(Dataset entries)
········

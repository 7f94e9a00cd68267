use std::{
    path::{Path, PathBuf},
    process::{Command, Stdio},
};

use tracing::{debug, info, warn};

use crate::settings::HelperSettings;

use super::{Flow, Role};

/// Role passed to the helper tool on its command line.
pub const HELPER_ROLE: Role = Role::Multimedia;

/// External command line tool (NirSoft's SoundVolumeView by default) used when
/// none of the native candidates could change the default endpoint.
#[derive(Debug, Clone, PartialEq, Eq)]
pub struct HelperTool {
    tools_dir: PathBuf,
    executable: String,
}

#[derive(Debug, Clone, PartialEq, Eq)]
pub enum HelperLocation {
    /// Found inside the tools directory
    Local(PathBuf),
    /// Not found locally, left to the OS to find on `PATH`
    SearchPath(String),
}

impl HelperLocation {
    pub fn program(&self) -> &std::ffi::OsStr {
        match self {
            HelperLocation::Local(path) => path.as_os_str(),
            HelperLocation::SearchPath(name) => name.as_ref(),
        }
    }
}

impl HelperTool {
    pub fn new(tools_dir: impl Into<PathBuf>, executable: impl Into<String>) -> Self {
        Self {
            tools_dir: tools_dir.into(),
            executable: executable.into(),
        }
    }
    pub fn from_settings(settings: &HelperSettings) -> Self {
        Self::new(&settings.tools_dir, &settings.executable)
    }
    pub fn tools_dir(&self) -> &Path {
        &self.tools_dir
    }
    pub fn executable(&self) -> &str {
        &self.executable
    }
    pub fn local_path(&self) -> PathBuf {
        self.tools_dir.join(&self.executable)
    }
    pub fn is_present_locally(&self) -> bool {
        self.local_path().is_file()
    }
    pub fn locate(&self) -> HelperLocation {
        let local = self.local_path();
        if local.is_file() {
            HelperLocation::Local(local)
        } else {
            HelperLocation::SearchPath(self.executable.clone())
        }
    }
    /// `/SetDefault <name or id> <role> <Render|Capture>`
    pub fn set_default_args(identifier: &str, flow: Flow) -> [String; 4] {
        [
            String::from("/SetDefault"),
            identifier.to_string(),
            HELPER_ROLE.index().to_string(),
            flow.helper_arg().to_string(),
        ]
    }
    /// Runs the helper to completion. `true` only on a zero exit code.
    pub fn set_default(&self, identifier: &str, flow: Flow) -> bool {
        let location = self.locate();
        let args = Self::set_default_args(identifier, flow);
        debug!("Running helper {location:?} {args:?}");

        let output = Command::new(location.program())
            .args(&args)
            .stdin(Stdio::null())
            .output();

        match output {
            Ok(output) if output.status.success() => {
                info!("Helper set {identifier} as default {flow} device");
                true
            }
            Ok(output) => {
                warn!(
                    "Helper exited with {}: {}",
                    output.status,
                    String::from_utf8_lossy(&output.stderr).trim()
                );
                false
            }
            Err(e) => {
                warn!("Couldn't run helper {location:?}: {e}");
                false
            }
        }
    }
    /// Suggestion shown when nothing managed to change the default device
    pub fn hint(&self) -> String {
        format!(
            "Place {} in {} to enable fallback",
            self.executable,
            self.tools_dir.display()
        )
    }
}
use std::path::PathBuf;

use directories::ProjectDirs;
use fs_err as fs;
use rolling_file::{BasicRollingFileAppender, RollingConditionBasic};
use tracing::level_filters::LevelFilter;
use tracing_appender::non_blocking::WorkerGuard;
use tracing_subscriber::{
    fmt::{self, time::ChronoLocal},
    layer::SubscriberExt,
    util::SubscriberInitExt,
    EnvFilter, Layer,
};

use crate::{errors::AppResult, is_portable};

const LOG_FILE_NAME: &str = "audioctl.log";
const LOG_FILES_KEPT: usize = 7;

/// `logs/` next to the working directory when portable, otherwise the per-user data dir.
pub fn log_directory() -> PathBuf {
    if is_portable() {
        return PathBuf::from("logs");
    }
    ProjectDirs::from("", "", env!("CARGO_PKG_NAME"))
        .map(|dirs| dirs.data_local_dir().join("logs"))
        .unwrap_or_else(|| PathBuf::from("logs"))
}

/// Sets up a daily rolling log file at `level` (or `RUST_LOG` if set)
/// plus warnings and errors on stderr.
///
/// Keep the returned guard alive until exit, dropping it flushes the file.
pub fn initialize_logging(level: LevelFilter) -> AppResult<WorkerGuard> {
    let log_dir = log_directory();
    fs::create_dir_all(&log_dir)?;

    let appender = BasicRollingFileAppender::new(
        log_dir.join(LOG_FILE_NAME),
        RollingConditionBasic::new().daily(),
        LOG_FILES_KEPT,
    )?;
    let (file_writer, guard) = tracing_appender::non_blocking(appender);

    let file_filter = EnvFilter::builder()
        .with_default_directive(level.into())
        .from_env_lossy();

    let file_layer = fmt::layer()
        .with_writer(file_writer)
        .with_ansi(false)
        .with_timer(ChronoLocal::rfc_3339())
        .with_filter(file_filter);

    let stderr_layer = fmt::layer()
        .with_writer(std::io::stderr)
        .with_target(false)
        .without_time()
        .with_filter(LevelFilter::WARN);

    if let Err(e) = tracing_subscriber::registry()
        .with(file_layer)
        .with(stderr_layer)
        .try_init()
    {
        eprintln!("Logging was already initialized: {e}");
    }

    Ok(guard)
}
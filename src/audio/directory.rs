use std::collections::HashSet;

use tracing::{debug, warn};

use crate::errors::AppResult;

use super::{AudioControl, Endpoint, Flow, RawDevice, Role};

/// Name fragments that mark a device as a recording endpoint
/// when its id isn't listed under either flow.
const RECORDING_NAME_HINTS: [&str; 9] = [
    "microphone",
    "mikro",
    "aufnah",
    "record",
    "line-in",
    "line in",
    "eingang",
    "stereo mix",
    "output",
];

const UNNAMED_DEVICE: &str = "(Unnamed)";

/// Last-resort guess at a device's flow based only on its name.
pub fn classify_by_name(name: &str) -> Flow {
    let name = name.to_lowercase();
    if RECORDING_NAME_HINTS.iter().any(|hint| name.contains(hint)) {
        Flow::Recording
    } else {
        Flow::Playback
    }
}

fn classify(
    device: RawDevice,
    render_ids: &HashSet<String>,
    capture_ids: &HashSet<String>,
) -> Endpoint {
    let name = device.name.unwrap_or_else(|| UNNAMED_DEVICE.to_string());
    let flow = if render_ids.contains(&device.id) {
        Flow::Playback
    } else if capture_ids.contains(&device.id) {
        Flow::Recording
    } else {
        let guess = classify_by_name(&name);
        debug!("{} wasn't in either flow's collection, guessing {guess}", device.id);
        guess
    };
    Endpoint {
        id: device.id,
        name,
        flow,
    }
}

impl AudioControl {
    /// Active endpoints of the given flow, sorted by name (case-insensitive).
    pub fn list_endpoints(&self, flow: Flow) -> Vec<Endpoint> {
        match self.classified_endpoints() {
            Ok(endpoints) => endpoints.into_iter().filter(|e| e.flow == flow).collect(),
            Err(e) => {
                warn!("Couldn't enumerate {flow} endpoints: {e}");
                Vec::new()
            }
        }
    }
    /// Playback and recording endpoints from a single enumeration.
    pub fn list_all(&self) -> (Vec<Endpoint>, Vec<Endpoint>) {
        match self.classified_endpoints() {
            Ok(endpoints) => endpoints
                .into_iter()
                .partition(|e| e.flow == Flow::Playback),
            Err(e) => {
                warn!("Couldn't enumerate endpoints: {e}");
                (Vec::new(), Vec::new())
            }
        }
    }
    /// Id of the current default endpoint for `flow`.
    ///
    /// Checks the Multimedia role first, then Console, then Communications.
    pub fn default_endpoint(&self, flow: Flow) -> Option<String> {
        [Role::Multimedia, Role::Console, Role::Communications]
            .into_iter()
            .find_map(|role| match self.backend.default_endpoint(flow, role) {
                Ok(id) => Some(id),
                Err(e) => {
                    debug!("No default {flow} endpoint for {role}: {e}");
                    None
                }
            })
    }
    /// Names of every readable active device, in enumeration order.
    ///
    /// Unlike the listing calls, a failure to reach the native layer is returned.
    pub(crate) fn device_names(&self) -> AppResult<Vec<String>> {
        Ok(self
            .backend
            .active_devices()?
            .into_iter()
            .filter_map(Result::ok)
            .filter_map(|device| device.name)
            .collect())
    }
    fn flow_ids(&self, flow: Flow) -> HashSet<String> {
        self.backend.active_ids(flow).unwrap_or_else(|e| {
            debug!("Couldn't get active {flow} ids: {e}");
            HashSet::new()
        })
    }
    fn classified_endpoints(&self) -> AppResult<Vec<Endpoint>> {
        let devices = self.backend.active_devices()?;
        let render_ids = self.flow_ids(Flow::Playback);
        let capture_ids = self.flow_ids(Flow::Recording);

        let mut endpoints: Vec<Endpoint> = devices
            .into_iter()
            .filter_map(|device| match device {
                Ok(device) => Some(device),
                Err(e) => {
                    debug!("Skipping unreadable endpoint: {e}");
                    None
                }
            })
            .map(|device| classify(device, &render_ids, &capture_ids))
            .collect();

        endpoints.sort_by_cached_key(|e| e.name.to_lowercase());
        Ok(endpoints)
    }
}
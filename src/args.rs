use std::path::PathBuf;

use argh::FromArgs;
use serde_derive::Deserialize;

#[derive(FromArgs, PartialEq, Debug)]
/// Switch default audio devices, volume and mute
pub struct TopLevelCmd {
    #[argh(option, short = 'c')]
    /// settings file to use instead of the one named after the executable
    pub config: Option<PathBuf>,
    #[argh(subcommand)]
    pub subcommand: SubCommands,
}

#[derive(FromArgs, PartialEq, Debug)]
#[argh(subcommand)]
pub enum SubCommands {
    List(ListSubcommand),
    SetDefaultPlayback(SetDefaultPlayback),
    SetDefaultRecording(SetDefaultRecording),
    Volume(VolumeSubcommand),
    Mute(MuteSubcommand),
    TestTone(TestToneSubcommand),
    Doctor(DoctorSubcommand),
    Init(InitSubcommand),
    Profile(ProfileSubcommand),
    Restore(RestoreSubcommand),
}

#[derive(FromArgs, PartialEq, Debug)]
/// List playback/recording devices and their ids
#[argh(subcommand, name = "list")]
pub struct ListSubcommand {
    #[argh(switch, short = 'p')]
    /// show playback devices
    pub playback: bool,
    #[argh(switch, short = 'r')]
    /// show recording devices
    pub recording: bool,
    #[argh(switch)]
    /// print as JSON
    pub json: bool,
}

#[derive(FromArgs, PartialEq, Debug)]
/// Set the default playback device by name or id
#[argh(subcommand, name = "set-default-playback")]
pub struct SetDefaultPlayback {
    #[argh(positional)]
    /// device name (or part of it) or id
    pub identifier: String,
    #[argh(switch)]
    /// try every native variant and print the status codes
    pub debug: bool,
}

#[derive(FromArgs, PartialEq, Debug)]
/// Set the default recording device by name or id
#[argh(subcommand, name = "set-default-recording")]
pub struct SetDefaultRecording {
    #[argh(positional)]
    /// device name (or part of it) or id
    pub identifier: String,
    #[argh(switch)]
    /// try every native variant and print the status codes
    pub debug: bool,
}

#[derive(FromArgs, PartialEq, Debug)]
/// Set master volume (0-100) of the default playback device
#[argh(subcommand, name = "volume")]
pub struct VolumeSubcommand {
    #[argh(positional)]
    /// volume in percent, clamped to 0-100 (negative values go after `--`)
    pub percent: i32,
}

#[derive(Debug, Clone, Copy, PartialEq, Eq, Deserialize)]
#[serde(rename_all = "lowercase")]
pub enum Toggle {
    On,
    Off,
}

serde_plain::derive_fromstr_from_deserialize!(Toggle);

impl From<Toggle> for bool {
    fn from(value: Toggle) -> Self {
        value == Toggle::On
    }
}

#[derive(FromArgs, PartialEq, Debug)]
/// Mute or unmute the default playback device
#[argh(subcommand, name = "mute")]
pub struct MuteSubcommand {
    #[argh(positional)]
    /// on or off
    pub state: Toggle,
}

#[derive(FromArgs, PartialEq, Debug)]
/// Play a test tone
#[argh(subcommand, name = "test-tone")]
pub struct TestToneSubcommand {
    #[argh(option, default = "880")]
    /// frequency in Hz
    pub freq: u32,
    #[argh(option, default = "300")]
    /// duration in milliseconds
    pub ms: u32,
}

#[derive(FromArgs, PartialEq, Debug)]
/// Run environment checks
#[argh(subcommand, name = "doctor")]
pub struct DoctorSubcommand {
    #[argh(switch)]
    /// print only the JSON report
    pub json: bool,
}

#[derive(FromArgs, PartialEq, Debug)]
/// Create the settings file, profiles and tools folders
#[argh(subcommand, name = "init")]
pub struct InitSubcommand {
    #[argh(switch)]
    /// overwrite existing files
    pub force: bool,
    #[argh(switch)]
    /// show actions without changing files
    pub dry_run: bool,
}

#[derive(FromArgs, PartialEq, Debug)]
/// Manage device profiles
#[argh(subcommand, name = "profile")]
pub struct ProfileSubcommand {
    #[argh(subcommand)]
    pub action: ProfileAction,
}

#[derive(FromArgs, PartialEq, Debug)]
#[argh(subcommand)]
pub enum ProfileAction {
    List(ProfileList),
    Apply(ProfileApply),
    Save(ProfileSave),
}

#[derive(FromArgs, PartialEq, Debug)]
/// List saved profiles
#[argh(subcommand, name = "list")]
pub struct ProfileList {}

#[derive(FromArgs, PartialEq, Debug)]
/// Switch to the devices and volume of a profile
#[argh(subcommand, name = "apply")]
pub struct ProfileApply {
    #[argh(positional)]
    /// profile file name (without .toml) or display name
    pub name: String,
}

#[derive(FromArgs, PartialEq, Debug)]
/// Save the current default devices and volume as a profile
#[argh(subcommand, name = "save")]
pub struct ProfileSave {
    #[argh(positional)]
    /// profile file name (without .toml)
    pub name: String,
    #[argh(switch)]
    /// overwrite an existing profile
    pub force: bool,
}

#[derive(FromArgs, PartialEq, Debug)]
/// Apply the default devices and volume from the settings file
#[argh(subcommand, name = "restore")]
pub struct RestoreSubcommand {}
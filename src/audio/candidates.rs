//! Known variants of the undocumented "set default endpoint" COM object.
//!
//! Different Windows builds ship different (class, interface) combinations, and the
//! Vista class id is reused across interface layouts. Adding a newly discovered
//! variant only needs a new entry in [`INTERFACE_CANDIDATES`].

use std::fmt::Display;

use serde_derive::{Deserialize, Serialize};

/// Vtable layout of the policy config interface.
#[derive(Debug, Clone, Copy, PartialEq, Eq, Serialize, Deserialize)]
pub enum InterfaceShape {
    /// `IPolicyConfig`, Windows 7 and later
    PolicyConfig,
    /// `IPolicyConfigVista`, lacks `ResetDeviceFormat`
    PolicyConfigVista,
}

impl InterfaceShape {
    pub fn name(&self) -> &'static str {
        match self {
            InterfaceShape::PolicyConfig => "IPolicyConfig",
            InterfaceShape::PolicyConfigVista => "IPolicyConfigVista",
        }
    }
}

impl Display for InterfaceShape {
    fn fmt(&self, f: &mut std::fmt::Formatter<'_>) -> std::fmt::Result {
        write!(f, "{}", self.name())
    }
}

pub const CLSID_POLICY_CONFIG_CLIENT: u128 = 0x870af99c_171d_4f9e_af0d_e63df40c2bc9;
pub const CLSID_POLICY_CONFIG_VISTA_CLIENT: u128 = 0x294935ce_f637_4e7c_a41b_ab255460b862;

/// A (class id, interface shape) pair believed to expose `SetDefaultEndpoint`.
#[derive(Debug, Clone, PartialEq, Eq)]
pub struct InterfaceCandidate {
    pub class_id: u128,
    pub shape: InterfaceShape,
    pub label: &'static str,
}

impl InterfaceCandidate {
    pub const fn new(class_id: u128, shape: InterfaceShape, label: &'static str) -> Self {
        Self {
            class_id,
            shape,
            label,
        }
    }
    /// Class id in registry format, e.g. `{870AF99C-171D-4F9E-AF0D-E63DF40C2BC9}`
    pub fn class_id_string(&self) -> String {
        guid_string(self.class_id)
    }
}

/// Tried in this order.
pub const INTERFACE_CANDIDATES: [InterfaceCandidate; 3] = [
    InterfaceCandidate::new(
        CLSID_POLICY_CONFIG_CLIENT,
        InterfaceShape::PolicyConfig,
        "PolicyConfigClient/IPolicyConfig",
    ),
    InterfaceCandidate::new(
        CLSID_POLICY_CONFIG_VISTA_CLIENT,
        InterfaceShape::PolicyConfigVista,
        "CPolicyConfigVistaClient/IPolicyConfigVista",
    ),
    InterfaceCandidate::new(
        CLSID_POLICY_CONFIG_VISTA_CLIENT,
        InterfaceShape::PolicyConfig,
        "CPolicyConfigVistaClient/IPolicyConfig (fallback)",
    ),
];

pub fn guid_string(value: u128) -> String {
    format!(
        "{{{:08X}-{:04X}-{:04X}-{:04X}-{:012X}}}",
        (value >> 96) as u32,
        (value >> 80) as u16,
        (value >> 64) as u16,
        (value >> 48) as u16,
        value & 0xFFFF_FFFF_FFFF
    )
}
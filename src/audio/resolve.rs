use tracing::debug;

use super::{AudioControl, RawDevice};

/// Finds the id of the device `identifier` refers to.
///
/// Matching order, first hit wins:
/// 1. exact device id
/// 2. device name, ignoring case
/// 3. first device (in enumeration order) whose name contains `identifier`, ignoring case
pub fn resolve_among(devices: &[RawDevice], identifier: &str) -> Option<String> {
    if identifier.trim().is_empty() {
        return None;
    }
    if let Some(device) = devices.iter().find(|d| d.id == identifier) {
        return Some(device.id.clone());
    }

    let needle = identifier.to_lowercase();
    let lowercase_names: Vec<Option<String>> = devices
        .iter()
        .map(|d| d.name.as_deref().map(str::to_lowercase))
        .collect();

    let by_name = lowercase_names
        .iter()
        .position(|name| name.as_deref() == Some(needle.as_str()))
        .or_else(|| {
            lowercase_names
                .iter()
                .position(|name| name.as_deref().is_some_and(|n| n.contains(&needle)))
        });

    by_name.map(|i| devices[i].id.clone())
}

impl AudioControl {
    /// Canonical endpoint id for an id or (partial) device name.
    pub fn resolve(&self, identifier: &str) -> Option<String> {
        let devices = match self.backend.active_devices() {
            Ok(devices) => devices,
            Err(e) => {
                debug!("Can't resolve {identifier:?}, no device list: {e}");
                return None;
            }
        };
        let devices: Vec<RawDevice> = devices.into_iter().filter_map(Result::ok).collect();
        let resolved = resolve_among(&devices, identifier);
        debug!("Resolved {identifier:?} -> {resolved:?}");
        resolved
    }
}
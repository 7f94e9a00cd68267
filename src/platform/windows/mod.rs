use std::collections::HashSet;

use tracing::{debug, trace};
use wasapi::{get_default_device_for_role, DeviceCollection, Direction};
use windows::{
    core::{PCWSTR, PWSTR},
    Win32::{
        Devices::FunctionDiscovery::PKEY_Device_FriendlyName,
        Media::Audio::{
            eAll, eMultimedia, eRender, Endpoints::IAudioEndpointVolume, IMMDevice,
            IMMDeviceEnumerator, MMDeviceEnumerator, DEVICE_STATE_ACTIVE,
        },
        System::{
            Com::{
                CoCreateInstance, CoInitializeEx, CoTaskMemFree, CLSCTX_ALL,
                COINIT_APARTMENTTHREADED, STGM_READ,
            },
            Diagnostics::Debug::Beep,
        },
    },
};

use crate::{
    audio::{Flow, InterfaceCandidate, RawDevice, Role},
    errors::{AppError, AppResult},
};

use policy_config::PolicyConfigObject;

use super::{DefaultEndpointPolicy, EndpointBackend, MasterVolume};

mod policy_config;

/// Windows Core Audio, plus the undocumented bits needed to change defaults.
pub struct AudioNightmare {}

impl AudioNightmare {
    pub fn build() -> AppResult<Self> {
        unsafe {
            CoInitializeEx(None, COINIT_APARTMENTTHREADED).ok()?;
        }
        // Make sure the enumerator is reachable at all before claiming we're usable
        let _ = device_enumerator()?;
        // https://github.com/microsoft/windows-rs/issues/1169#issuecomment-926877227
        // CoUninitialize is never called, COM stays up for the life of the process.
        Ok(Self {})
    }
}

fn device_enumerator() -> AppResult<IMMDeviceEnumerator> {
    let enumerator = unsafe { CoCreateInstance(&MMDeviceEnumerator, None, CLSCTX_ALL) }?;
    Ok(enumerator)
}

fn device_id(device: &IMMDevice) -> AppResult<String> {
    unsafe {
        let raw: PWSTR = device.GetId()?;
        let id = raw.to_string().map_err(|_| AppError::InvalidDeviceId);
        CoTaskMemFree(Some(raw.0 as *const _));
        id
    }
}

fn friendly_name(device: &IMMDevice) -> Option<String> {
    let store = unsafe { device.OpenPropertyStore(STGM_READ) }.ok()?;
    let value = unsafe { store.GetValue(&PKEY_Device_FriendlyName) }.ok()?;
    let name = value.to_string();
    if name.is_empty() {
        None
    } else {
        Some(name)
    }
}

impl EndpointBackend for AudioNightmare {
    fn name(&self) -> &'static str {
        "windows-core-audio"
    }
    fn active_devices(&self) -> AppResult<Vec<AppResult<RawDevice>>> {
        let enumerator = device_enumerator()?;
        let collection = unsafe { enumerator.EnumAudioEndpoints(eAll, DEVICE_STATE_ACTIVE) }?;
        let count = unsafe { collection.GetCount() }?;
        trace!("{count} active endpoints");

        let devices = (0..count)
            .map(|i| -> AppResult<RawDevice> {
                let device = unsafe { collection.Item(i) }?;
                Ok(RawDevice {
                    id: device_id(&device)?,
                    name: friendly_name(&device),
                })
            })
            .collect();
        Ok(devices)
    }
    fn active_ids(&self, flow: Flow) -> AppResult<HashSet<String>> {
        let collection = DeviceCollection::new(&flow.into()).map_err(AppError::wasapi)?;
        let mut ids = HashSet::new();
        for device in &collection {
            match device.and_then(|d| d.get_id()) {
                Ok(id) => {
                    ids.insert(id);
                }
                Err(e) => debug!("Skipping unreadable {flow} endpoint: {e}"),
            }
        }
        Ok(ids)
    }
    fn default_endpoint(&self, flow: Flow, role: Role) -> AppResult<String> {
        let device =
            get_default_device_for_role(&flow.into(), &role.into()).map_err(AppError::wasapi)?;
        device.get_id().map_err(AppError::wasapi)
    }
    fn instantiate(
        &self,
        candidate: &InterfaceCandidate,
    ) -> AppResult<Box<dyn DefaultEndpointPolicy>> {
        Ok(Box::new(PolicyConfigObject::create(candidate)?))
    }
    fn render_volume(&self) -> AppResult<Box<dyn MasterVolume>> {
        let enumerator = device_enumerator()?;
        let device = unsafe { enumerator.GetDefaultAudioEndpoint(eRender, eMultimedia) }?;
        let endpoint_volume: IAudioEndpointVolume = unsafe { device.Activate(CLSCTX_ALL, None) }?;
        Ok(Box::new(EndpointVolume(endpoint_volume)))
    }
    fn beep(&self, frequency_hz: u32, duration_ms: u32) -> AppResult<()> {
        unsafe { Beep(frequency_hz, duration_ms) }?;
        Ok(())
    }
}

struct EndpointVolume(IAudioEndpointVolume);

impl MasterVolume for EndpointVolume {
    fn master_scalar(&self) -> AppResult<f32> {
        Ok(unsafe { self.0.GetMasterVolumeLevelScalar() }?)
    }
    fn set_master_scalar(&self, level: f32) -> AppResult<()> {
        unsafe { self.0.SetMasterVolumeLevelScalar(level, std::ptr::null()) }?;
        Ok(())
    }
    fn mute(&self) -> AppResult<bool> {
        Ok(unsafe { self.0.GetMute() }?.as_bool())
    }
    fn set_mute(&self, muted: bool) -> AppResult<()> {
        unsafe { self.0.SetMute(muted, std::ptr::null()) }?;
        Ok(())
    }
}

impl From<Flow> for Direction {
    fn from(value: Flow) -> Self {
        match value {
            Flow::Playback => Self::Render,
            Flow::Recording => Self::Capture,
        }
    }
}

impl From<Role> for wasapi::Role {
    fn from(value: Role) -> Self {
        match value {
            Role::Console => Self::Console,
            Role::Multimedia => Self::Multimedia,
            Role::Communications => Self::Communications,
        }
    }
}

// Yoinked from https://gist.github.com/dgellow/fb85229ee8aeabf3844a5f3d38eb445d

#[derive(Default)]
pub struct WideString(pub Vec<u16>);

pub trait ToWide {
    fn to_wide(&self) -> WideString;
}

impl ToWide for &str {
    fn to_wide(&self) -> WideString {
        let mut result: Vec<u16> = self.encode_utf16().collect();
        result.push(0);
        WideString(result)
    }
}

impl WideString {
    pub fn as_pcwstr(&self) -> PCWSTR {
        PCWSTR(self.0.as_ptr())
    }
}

········

Wherever the word "AudioNightmare" turns up in the records above, copy the line that holds it.

> Output for this exercise:
pub struct AudioNightmare {}
impl AudioNightmare {
impl EndpointBackend for AudioNightmare {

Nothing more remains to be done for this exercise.